* Problem description *
If a line of the records holds the word "chrono", copy it out.

* Source records *

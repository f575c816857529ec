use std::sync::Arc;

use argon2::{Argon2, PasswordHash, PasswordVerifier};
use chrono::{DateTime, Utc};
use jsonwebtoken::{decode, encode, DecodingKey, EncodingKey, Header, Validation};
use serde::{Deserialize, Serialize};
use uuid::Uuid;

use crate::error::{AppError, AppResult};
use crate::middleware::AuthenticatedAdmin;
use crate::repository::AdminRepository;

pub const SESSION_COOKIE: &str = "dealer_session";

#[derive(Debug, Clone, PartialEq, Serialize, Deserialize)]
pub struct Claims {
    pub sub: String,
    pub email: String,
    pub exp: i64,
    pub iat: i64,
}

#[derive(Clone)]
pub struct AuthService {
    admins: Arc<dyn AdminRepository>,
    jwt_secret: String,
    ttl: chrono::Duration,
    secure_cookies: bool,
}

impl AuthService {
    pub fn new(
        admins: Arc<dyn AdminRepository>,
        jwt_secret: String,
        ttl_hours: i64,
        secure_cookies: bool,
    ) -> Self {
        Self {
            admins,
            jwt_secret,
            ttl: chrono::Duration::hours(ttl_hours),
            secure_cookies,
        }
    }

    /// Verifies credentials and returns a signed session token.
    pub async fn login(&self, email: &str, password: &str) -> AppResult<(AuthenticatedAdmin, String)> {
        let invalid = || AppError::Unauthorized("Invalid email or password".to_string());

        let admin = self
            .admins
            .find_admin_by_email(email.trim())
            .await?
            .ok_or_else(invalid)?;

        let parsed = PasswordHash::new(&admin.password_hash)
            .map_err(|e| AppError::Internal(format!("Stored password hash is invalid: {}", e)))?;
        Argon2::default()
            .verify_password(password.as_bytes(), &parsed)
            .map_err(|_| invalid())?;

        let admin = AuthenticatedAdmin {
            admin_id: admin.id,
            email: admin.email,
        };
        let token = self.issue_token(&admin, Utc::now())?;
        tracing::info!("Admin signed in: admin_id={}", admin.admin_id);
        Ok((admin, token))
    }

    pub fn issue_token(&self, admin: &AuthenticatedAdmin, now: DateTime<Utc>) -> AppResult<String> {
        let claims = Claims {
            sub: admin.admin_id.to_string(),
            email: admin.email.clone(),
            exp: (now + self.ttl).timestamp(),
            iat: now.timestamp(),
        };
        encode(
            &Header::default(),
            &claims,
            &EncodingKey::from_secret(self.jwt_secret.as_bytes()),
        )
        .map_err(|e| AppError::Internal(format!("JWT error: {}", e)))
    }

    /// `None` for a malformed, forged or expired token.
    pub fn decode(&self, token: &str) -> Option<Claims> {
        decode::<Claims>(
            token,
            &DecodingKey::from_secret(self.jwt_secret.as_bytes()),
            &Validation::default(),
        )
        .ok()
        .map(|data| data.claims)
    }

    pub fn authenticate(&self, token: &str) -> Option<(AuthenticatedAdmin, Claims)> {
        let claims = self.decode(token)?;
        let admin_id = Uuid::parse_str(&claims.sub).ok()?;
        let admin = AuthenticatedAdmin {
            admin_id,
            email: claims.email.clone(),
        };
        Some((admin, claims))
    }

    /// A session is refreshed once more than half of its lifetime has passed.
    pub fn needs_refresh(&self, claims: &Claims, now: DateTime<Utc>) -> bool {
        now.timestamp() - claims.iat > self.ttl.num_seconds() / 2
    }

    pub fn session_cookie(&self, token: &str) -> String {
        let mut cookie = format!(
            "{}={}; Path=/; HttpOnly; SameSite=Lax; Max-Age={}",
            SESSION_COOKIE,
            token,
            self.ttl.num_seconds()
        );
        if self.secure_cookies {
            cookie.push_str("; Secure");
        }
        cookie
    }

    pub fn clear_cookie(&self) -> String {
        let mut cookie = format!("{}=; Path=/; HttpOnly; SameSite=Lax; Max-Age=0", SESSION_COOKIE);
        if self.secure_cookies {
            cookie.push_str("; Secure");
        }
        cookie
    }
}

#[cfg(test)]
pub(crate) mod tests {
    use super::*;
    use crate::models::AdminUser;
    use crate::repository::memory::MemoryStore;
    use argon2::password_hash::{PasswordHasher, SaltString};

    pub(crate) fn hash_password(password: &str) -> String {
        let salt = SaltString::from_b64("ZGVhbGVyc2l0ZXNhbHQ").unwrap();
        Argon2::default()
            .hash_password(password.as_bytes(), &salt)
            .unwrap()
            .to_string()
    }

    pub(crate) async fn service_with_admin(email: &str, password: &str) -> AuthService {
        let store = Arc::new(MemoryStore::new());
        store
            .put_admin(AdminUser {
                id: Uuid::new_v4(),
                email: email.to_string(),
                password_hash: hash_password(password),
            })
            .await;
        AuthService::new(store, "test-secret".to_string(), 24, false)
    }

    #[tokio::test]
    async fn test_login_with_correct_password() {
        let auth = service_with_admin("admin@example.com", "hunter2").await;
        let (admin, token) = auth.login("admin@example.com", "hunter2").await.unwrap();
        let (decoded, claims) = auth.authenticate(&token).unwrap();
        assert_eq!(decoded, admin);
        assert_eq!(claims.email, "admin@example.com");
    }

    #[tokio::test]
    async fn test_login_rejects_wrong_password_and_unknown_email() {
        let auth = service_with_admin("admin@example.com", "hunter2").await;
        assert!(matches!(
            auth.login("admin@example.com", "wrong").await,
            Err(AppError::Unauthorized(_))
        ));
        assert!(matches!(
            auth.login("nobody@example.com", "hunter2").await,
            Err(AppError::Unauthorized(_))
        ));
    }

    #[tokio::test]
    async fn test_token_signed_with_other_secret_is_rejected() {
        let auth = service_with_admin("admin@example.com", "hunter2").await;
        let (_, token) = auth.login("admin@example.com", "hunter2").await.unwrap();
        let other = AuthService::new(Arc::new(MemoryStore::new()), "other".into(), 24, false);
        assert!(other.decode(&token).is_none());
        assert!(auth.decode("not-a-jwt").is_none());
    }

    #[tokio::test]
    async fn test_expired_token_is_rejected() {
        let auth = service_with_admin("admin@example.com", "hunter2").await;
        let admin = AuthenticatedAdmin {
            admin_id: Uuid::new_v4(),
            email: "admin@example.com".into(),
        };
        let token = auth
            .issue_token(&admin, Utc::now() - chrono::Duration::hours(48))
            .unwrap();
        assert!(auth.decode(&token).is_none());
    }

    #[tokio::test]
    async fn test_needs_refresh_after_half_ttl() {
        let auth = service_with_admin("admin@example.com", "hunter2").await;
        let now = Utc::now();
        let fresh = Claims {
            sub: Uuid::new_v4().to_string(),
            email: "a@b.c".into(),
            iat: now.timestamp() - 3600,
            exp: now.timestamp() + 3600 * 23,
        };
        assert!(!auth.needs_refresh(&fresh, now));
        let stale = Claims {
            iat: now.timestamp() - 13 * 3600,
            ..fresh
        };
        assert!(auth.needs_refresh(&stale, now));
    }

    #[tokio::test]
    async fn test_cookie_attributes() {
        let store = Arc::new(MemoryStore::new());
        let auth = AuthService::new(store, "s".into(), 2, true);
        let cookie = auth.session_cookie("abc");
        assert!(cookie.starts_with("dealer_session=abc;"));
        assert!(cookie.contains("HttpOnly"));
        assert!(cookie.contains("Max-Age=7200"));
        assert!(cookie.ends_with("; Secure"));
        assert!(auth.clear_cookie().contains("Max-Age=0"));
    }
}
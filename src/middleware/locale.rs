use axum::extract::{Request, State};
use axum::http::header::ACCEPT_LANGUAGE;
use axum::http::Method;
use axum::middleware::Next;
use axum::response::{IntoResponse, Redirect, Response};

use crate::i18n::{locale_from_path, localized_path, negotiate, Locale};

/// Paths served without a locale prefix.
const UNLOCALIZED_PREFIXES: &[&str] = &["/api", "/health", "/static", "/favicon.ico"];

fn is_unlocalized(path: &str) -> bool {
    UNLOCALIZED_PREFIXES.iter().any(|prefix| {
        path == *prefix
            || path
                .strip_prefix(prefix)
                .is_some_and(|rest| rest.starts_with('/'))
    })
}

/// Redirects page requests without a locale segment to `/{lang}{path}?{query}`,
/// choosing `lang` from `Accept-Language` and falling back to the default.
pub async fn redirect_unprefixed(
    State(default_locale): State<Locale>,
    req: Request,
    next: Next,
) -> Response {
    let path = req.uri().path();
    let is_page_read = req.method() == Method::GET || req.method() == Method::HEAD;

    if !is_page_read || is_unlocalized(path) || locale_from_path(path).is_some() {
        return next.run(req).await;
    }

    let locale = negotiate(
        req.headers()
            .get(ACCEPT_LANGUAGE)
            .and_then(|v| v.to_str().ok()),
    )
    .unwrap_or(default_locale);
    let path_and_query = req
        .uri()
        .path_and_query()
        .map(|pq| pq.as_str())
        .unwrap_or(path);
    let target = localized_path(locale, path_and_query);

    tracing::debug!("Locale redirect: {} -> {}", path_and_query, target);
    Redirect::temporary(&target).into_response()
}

* Written solution *
use chrono::{DateTime, Utc};
    ttl: chrono::Duration,
            ttl: chrono::Duration::hours(ttl_hours),
            .issue_token(&admin, Utc::now() - chrono::Duration::hours(48))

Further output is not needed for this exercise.